**Problem to work on**
Give back nothing but the number of lines in these entries that contain the word "macro".

[Saved data entries]
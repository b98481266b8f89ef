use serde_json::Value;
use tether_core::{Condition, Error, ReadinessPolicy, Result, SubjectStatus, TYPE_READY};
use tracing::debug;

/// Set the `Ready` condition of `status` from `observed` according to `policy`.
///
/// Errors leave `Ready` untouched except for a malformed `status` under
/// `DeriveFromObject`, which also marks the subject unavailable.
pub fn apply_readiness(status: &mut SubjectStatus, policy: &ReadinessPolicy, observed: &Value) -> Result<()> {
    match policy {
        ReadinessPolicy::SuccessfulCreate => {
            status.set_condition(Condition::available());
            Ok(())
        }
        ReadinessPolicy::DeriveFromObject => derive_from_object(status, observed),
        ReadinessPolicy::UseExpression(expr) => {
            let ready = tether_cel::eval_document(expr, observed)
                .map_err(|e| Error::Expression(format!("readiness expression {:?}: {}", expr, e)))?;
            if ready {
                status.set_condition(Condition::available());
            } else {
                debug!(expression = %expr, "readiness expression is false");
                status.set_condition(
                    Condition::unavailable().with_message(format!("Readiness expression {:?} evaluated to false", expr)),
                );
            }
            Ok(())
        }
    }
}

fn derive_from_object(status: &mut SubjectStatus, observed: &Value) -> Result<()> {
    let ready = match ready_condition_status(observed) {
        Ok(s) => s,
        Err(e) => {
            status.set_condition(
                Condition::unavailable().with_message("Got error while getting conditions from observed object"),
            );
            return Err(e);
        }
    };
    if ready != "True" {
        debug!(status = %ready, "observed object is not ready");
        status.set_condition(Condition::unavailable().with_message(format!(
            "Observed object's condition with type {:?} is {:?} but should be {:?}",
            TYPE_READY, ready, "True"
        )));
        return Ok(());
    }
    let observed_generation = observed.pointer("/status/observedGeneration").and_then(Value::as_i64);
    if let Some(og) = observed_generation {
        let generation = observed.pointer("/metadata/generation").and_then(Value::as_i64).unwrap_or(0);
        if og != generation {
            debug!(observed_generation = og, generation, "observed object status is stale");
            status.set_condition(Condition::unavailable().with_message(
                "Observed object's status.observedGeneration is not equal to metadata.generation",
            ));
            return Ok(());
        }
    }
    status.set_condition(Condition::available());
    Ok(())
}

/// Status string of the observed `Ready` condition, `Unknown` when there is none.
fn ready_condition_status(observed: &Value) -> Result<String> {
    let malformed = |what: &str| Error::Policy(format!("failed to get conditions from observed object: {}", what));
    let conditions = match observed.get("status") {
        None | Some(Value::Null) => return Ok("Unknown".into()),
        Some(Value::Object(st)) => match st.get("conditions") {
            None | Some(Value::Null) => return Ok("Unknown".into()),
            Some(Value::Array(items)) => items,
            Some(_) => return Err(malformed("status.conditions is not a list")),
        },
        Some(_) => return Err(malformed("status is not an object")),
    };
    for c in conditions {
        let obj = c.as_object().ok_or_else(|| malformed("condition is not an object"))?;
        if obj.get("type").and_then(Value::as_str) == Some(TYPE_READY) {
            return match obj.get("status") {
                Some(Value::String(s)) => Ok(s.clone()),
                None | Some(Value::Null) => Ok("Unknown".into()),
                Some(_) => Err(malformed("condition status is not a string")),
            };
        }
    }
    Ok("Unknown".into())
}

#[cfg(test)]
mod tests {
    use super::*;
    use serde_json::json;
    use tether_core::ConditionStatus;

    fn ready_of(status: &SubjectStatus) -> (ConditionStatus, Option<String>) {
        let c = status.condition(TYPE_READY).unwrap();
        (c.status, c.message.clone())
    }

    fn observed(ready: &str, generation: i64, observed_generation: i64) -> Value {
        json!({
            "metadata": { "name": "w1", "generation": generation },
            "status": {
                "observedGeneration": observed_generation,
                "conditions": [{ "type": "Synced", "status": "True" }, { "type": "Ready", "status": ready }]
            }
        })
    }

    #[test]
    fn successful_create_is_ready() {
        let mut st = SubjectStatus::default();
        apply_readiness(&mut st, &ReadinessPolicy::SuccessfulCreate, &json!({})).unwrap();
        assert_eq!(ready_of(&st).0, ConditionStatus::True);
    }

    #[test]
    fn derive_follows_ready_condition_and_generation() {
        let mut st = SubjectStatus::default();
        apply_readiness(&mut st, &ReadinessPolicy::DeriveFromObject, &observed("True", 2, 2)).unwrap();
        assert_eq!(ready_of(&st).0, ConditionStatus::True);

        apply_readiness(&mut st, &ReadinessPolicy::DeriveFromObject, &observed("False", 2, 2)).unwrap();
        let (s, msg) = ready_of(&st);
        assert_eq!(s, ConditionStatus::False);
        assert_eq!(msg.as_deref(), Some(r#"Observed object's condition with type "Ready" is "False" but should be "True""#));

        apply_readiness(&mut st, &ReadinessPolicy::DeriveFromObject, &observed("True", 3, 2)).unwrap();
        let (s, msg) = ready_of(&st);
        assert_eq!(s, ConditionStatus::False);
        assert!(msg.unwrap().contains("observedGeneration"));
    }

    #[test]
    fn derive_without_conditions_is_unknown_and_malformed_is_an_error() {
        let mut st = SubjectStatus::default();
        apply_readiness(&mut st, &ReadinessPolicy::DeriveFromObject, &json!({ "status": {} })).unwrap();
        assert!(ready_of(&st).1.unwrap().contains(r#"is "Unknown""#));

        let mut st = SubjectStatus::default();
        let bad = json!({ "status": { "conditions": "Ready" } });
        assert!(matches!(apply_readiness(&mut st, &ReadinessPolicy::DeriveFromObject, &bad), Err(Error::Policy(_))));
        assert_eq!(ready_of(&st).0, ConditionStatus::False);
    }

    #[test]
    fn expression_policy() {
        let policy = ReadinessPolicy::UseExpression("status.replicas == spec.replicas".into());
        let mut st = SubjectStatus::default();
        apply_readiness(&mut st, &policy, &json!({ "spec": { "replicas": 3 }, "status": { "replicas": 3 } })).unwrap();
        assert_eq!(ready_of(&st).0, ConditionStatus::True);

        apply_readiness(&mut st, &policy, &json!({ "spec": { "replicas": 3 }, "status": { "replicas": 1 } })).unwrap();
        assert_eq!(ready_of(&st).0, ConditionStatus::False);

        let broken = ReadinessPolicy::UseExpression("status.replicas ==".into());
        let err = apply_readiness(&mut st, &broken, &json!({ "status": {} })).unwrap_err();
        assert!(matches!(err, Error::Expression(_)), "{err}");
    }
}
* * *
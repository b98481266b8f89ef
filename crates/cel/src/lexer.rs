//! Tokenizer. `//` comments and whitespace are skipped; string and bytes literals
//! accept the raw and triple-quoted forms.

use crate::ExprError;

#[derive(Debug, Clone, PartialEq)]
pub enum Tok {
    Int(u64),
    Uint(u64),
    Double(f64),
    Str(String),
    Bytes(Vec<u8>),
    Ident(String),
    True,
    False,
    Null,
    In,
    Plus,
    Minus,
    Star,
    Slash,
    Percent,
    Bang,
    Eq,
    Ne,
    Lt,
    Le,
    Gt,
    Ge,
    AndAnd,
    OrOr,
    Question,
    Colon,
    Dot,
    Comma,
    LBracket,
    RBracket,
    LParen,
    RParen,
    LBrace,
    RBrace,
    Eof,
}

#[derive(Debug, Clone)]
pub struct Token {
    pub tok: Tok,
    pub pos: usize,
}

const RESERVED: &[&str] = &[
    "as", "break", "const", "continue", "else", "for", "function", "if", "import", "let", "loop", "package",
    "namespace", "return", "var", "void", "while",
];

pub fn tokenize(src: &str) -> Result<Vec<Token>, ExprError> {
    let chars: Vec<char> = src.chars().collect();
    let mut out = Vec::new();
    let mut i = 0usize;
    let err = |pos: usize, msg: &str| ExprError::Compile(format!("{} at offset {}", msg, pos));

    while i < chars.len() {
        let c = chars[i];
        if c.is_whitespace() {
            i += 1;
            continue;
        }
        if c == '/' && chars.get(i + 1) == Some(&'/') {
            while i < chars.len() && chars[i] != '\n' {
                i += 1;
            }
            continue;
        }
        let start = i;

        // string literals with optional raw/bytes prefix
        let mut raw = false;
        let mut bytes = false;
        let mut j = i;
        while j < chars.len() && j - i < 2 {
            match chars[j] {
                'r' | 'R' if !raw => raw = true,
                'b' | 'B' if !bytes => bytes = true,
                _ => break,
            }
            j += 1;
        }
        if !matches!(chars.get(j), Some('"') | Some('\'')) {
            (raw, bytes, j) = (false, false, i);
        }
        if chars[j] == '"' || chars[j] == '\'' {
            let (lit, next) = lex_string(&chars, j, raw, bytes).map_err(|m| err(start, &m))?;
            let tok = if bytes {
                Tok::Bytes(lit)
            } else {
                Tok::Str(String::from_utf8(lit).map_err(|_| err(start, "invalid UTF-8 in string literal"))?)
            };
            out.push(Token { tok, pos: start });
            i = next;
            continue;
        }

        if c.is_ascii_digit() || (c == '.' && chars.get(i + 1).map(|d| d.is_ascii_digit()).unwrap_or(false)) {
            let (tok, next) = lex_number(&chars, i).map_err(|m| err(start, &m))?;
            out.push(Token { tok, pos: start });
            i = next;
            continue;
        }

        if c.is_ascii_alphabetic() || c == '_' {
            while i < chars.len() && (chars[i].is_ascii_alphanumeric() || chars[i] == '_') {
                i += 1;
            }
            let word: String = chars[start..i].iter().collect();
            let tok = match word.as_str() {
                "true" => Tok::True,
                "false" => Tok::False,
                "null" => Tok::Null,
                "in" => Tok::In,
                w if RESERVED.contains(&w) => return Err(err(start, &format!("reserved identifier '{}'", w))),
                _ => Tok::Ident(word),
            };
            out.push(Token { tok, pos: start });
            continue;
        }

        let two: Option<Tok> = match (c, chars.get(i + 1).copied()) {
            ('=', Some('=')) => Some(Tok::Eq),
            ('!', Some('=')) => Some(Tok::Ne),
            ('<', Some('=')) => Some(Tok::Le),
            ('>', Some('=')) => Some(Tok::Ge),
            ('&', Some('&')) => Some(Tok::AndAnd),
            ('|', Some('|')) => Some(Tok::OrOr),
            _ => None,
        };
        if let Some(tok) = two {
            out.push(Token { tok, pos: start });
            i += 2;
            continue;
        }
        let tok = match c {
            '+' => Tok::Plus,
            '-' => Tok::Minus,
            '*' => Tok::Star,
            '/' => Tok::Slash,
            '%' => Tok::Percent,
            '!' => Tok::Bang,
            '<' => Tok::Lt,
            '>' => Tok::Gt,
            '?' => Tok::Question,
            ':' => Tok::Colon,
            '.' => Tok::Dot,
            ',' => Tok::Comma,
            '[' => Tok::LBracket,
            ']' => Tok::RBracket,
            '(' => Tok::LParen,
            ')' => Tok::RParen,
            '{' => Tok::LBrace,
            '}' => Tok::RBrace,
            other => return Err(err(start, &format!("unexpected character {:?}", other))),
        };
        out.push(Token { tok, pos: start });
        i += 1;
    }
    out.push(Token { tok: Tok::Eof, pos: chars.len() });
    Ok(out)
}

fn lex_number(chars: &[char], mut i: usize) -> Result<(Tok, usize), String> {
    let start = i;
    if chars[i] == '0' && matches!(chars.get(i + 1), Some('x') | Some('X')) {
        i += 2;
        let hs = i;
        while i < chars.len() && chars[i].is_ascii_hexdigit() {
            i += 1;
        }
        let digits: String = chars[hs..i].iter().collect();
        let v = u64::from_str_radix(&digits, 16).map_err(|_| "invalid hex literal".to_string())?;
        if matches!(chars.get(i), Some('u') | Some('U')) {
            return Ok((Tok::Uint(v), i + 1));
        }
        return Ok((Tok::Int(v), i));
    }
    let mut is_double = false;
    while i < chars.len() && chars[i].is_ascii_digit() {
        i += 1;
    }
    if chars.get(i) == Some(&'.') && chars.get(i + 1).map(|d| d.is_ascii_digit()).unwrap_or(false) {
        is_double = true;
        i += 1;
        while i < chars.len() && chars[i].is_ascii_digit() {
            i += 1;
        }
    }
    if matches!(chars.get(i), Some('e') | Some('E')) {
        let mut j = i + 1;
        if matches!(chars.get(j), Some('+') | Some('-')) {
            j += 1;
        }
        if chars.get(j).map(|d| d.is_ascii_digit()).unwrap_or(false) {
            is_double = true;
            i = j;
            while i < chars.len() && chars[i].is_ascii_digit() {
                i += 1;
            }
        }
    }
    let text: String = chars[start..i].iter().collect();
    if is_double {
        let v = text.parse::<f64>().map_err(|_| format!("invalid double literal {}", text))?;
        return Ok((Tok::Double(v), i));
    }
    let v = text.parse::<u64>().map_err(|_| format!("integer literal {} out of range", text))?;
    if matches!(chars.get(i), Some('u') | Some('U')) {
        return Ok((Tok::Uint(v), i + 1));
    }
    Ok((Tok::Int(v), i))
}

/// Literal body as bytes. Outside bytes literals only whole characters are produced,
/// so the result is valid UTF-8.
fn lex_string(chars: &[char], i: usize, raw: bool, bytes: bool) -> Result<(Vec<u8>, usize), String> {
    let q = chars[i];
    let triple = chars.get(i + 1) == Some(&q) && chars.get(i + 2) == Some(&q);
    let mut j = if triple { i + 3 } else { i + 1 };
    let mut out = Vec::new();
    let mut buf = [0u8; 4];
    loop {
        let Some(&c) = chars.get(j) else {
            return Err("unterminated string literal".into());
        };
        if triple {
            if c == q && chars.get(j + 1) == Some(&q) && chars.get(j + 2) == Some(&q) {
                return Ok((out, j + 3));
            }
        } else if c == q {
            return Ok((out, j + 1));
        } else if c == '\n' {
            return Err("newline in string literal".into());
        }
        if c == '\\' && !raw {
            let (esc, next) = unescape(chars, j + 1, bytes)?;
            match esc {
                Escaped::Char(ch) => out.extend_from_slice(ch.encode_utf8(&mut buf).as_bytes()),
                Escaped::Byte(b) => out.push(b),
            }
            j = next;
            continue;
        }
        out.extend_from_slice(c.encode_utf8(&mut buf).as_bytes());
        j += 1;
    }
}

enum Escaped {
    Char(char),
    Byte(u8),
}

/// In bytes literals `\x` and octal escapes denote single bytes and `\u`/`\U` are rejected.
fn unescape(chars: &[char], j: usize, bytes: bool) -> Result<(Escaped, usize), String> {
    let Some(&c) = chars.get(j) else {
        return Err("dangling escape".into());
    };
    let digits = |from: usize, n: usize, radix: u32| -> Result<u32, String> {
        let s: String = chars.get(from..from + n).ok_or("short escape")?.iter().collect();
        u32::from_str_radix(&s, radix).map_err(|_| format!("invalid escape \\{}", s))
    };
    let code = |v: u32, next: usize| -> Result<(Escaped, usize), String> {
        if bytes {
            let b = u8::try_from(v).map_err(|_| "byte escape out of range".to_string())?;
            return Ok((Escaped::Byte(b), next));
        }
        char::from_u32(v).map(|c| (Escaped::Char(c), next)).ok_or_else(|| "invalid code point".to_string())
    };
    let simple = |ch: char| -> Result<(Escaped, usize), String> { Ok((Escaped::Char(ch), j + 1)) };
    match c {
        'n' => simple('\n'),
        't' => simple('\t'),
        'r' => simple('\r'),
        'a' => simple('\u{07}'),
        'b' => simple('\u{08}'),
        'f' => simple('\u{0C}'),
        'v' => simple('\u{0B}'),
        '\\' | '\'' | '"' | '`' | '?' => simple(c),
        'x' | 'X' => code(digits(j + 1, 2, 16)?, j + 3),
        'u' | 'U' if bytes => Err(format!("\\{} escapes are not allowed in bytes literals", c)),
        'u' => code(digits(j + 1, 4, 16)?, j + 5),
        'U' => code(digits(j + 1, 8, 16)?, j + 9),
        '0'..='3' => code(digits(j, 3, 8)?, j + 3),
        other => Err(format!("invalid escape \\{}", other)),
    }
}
==
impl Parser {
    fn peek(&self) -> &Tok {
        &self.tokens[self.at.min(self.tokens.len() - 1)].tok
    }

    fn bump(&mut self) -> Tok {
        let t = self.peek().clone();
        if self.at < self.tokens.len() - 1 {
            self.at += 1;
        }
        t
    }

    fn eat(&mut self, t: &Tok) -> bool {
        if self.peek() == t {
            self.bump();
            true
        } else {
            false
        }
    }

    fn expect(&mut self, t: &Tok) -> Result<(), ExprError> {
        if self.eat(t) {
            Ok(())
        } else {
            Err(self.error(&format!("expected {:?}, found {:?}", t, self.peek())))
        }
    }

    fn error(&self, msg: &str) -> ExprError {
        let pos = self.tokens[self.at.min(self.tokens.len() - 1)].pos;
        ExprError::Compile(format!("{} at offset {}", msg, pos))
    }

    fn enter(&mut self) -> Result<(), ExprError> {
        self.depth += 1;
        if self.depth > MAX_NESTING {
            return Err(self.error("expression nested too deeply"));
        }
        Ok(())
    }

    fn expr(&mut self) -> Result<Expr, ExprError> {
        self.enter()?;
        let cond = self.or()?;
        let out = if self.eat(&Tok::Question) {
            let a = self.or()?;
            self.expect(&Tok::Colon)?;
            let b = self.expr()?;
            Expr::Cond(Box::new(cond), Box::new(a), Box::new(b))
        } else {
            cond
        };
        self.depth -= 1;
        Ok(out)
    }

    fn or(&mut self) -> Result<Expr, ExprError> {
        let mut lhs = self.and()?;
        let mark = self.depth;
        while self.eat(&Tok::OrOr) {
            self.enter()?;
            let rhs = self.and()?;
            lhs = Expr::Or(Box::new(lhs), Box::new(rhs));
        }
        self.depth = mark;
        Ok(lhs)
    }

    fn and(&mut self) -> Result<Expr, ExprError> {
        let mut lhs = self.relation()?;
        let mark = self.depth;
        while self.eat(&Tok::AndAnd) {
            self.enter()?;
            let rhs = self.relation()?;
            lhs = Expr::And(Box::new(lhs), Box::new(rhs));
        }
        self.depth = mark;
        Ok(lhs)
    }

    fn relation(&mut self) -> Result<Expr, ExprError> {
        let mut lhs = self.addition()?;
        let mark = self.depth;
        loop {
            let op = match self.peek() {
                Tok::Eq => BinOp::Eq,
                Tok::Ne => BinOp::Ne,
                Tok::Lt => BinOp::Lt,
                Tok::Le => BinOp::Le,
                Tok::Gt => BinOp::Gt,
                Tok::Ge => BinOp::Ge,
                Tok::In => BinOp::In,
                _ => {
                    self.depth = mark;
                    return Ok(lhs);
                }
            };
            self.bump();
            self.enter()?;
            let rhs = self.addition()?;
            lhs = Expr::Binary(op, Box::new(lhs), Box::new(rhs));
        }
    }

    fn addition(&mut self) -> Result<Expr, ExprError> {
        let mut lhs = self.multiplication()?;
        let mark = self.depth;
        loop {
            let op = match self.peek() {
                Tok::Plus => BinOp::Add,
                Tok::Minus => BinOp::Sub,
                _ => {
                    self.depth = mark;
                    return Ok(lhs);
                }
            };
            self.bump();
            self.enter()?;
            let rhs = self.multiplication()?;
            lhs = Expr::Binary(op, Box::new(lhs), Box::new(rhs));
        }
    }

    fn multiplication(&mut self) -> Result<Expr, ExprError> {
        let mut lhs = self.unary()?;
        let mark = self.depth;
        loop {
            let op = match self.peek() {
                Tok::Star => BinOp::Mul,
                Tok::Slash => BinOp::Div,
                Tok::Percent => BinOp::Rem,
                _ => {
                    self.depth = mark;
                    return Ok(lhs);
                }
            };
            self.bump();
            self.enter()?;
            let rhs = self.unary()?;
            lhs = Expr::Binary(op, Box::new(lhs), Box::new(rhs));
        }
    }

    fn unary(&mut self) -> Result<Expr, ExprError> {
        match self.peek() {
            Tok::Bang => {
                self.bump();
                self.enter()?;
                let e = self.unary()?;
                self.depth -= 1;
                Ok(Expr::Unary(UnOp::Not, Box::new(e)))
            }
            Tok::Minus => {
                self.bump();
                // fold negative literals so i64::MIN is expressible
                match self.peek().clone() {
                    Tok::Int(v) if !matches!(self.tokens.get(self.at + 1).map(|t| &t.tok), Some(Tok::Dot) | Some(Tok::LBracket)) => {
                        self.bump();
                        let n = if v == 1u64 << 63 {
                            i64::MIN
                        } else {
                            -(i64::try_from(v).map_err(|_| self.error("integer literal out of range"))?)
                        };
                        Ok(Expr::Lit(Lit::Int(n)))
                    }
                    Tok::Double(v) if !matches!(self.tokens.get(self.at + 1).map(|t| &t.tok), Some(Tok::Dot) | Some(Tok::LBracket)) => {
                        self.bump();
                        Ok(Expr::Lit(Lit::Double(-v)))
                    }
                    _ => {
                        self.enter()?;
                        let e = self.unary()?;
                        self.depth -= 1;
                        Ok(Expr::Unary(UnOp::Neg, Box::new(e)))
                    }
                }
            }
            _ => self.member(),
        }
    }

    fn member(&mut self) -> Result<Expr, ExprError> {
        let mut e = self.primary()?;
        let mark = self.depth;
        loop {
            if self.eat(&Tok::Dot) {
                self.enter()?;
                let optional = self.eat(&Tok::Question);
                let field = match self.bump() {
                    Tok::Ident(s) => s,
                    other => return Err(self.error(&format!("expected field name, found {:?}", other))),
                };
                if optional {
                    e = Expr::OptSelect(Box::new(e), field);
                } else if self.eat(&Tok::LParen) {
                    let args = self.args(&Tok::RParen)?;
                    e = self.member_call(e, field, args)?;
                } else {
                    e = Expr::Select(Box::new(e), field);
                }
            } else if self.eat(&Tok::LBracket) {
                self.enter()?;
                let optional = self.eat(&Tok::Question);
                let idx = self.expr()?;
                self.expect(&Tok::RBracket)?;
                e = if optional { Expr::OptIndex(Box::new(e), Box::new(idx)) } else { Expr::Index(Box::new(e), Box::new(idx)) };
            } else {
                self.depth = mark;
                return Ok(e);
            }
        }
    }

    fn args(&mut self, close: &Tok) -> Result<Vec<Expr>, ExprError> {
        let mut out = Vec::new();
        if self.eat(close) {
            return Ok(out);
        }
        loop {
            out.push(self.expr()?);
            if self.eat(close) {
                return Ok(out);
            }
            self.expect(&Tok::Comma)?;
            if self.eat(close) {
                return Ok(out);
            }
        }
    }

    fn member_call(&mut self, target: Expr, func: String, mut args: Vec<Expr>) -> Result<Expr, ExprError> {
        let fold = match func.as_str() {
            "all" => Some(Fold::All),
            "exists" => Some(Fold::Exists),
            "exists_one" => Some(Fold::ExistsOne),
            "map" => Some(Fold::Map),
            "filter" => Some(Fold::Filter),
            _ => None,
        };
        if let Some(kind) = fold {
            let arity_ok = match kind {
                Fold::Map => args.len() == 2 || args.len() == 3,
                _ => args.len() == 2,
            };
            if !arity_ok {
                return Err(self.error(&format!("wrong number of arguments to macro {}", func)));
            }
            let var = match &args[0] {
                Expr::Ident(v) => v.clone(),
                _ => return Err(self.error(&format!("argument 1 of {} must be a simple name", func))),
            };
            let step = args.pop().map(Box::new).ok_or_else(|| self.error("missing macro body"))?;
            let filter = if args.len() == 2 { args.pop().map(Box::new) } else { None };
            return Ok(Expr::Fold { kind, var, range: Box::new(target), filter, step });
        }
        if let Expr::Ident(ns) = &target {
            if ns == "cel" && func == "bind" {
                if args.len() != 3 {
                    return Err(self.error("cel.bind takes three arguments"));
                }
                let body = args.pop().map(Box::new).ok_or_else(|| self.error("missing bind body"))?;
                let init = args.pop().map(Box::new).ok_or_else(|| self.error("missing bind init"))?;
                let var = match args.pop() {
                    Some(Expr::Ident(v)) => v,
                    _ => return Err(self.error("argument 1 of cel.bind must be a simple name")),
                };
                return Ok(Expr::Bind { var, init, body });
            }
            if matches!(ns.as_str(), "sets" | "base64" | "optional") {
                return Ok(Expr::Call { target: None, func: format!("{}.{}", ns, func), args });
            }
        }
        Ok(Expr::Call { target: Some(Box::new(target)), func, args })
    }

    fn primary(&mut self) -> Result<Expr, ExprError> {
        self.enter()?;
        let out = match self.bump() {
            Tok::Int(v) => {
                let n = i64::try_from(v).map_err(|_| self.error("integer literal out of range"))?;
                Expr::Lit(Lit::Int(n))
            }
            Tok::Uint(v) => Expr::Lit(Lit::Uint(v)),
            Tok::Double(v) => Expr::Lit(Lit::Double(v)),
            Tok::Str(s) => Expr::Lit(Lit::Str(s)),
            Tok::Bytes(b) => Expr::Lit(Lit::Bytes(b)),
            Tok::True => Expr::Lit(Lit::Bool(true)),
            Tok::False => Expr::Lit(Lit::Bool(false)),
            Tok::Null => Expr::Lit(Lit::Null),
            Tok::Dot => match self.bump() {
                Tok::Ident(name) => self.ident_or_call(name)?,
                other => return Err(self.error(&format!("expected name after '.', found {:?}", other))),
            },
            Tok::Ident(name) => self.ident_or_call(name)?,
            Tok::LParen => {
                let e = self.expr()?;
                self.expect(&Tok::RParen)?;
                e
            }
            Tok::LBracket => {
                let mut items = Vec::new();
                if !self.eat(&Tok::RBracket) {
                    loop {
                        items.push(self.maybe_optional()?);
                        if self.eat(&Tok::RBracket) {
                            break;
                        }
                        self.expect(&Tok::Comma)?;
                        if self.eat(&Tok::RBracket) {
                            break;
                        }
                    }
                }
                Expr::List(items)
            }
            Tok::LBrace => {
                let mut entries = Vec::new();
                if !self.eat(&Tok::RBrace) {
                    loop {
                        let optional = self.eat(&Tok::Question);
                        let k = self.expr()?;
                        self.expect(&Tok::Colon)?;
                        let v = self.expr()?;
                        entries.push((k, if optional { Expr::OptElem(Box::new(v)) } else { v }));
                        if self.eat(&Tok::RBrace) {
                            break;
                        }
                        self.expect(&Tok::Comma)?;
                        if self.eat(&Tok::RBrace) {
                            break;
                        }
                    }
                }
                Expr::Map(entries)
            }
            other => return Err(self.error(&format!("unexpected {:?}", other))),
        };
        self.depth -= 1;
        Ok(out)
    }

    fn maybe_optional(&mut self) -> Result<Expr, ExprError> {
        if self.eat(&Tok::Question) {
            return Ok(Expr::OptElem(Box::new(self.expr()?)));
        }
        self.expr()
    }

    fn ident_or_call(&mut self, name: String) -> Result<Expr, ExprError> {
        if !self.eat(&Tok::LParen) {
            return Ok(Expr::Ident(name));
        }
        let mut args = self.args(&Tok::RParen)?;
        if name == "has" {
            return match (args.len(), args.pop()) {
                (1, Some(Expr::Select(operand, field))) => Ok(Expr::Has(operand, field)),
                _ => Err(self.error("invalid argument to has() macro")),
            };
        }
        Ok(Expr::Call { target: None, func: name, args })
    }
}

**Response to this exercise**
3